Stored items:

----

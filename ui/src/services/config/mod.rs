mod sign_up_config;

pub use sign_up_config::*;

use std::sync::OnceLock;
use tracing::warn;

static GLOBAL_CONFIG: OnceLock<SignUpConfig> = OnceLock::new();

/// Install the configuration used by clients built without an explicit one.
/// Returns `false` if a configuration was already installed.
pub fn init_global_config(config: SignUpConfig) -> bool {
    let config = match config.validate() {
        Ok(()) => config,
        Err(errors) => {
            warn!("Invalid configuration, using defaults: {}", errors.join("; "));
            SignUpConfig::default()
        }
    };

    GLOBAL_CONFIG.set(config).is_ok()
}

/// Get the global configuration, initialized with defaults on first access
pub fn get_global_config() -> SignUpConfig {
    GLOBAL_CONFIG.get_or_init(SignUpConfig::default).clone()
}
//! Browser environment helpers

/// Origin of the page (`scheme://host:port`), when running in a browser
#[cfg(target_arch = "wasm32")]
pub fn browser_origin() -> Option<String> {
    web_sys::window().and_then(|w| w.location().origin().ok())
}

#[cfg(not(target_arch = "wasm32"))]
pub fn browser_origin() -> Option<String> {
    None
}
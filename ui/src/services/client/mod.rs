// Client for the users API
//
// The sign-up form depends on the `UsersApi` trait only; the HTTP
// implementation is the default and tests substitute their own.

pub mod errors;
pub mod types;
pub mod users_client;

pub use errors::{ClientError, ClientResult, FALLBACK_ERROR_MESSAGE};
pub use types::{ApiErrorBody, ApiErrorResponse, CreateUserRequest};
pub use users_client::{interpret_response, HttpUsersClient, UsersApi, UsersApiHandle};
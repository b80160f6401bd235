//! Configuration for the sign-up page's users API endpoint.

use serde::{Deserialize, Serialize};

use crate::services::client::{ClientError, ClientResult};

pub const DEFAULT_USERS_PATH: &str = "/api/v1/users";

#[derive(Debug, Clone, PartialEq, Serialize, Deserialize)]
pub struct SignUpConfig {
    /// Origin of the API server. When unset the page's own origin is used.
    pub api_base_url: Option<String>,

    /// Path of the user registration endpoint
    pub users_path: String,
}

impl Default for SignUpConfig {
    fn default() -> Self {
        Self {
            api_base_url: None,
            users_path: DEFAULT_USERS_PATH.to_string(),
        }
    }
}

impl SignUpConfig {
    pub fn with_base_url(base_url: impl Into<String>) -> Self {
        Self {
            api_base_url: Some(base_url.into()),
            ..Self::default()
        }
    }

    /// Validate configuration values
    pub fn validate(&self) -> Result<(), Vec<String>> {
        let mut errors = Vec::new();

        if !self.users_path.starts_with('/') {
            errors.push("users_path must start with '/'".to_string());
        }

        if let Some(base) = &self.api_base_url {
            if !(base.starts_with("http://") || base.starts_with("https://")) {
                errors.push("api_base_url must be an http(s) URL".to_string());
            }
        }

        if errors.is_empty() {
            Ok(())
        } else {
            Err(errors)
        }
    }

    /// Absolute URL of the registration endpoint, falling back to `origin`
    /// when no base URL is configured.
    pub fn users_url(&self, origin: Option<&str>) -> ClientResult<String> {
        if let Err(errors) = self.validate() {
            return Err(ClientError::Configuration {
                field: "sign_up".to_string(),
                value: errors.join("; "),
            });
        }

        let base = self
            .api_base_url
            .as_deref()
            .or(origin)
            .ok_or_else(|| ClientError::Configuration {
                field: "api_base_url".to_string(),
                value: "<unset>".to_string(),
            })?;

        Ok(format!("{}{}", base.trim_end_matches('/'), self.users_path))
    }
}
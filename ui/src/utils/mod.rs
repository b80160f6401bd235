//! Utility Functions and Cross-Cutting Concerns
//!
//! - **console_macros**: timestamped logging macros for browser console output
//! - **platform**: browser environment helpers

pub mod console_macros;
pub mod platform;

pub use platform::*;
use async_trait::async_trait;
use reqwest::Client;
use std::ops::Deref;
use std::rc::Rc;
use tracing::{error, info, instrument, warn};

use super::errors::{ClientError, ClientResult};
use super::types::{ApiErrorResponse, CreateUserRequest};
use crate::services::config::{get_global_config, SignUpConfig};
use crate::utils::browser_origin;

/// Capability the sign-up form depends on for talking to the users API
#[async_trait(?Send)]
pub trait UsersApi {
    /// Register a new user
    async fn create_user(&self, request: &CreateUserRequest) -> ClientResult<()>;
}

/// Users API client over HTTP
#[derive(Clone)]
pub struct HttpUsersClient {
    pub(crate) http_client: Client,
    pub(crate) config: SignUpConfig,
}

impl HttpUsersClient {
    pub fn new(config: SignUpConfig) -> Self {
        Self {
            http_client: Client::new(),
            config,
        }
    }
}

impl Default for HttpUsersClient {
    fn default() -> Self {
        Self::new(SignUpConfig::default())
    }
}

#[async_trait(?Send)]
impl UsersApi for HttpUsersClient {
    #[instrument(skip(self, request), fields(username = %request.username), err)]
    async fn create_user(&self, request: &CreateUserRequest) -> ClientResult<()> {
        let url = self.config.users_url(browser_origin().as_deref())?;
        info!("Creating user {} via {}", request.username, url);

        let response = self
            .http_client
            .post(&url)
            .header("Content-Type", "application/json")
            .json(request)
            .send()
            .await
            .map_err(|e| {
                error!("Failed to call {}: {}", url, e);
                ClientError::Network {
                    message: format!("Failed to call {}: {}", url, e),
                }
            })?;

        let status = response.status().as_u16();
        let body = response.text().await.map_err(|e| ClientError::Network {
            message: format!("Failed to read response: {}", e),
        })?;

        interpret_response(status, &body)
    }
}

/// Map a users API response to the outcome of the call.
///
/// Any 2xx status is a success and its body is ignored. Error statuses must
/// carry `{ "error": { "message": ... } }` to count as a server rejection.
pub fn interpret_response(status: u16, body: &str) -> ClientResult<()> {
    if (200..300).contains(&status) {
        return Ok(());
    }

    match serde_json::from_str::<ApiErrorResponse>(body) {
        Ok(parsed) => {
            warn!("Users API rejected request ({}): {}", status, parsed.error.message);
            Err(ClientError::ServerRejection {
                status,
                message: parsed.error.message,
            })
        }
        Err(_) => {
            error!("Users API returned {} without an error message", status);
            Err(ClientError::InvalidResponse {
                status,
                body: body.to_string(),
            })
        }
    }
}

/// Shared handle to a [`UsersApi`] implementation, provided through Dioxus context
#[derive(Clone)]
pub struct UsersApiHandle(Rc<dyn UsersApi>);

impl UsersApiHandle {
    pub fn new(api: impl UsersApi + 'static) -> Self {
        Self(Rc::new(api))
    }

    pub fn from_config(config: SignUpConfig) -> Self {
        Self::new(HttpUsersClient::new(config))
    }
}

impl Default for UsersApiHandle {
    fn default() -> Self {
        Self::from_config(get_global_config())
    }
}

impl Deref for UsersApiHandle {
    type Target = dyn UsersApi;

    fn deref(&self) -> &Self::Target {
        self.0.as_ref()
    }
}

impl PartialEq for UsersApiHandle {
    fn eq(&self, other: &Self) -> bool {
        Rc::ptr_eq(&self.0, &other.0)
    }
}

----

→ **What you should do**: Retype all of the data exactly, so that nothing differs from what is given.

→ **Written answer**:
filename ui/src/services/config/mod.rs
mod sign_up_config;

pub use sign_up_config::*;

use std::sync::OnceLock;
use tracing::warn;

static GLOBAL_CONFIG: OnceLock<SignUpConfig> = OnceLock::new();

/// Install the configuration used by clients built without an explicit one.
/// Returns `false` if a configuration was already installed.
pub fn init_global_config(config: SignUpConfig) -> bool {
    let config = match config.validate() {
        Ok(()) => config,
        Err(errors) => {
            warn!("Invalid configuration, using defaults: {}", errors.join("; "));
            SignUpConfig::default()
        }
    };

    GLOBAL_CONFIG.set(config).is_ok()
}

/// Get the global configuration, initialized with defaults on first access
pub fn get_global_config() -> SignUpConfig {
    GLOBAL_CONFIG.get_or_init(SignUpConfig::default).clone()
}
//! Browser environment helpers

/// Origin of the page (`scheme://host:port`), when running in a browser
#[cfg(target_arch = "wasm32")]
pub fn browser_origin() -> Option<String> {
    web_sys::window().and_then(|w| w.location().origin().ok())
}

#[cfg(not(target_arch = "wasm32"))]
pub fn browser_origin() -> Option<String> {
    None
}
filename ui/src/services/client/mod.rs
// Client for the users API
//
// The sign-up form depends on the `UsersApi` trait only; the HTTP
// implementation is the default and tests substitute their own.

pub mod errors;
pub mod types;
pub mod users_client;

pub use errors::{ClientError, ClientResult, FALLBACK_ERROR_MESSAGE};
pub use types::{ApiErrorBody, ApiErrorResponse, CreateUserRequest};
pub use users_client::{interpret_response, HttpUsersClient, UsersApi, UsersApiHandle};
repository b80160f6401bd235
//! Configuration for the sign-up page's users API endpoint.

use serde::{Deserialize, Serialize};

use crate::services::client::{ClientError, ClientResult};

pub const DEFAULT_USERS_PATH: &str = "/api/v1/users";

#[derive(Debug, Clone, PartialEq, Serialize, Deserialize)]
pub struct SignUpConfig {
    /// Origin of the API server. When unset the page's own origin is used.
    pub api_base_url: Option<String>,

    /// Path of the user registration endpoint
    pub users_path: String,
}

impl Default for SignUpConfig {
    fn default() -> Self {
        Self {
            api_base_url: None,
            users_path: DEFAULT_USERS_PATH.to_string(),
        }
    }
}

impl SignUpConfig {
    pub fn with_base_url(base_url: impl Into<String>) -> Self {
        Self {
            api_base_url: Some(base_url.into()),
            ..Self::default()
        }
    }

    /// Validate configuration values
    pub fn validate(&self) -> Result<(), Vec<String>> {
        let mut errors = Vec::new();

        if !self.users_path.starts_with('/') {
            errors.push("users_path must start with '/'".to_string());
        }

        if let Some(base) = &self.api_base_url {
            if !(base.starts_with("http://") || base.starts_with("https://")) {
                errors.push("api_base_url must be an http(s) URL".to_string());
            }
        }

        if errors.is_empty() {
            Ok(())
        } else {
            Err(errors)
        }
    }

    /// Absolute URL of the registration endpoint, falling back to `origin`
    /// when no base URL is configured.
    pub fn users_url(&self, origin: Option<&str>) -> ClientResult<String> {
        if let Err(errors) = self.validate() {
            return Err(ClientError::Configuration {
                field: "sign_up".to_string(),
                value: errors.join("; "),
            });
        }

        let base = self
            .api_base_url
            .as_deref()
            .or(origin)
            .ok_or_else(|| ClientError::Configuration {
                field: "api_base_url".to_string(),
                value: "<unset>".to_string(),
            })?;

        Ok(format!("{}{}", base.trim_end_matches('/'), self.users_path))
    }
}
filename ui/src/utils/mod.rs
repository b80160f6401bd235
//! Utility Functions and Cross-Cutting Concerns
//!
//! - **console_macros**: timestamped logging macros for browser console output
//! - **platform**: browser environment helpers

pub mod console_macros;
pub mod platform;

pub use platform::*;
use async_trait::async_trait;
use reqwest::Client;
use std::ops::Deref;
use std::rc::Rc;
use tracing::{error, info, instrument, warn};

use super::errors::{ClientError, ClientResult};
use super::types::{ApiErrorResponse, CreateUserRequest};
use crate::services::config::{get_global_config, SignUpConfig};
use crate::utils::browser_origin;

/// Capability the sign-up form depends on for talking to the users API
#[async_trait(?Send)]
pub trait UsersApi {
    /// Register a new user
    async fn create_user(&self, request: &CreateUserRequest) -> ClientResult<()>;
}

/// Users API client over HTTP
#[derive(Clone)]
pub struct HttpUsersClient {
    pub(crate) http_client: Client,
    pub(crate) config: SignUpConfig,
}

impl HttpUsersClient {
    pub fn new(config: SignUpConfig) -> Self {
        Self {
            http_client: Client::new(),
            config,
        }
    }
}

impl Default for HttpUsersClient {
    fn default() -> Self {
        Self::new(SignUpConfig::default())
    }
}

#[async_trait(?Send)]
impl UsersApi for HttpUsersClient {
    #[instrument(skip(self, request), fields(username = %request.username), err)]
    async fn create_user(&self, request: &CreateUserRequest) -> ClientResult<()> {
        let url = self.config.users_url(browser_origin().as_deref())?;
        info!("Creating user {} via {}", request.username, url);

        let response = self
            .http_client
            .post(&url)
            .header("Content-Type", "application/json")
            .json(request)
            .send()
            .await
            .map_err(|e| {
                error!("Failed to call {}: {}", url, e);
                ClientError::Network {
                    message: format!("Failed to call {}: {}", url, e),
                }
            })?;

        let status = response.status().as_u16();
        let body = response.text().await.map_err(|e| ClientError::Network {
            message: format!("Failed to read response: {}", e),
        })?;

        interpret_response(status, &body)
    }
}

/// Map a users API response to the outcome of the call.
///
/// Any 2xx status is a success and its body is ignored. Error statuses must
/// carry `{ "error": { "message": ... } }` to count as a server rejection.
pub fn interpret_response(status: u16, body: &str) -> ClientResult<()> {
    if (200..300).contains(&status) {
        return Ok(());
    }

    match serde_json::from_str::<ApiErrorResponse>(body) {
        Ok(parsed) => {
            warn!("Users API rejected request ({}): {}", status, parsed.error.message);
            Err(ClientError::ServerRejection {
                status,
                message: parsed.error.message,
            })
        }
        Err(_) => {
            error!("Users API returned {} without an error message", status);
            Err(ClientError::InvalidResponse {
                status,
                body: body.to_string(),
            })
        }
    }
}

/// Shared handle to a [`UsersApi`] implementation, provided through Dioxus context
#[derive(Clone)]
pub struct UsersApiHandle(Rc<dyn UsersApi>);

impl UsersApiHandle {
    pub fn new(api: impl UsersApi + 'static) -> Self {
        Self(Rc::new(api))
    }

    pub fn from_config(config: SignUpConfig) -> Self {
        Self::new(HttpUsersClient::new(config))
    }
}

impl Default for UsersApiHandle {
    fn default() -> Self {
        Self::from_config(get_global_config())
    }
}

impl Deref for UsersApiHandle {
    type Target = dyn UsersApi;

    fn deref(&self) -> &Self::Target {
        self.0.as_ref()
    }
}

impl PartialEq for UsersApiHandle {
    fn eq(&self, other: &Self) -> bool {
        Rc::ptr_eq(&self.0, &other.0)
    }
}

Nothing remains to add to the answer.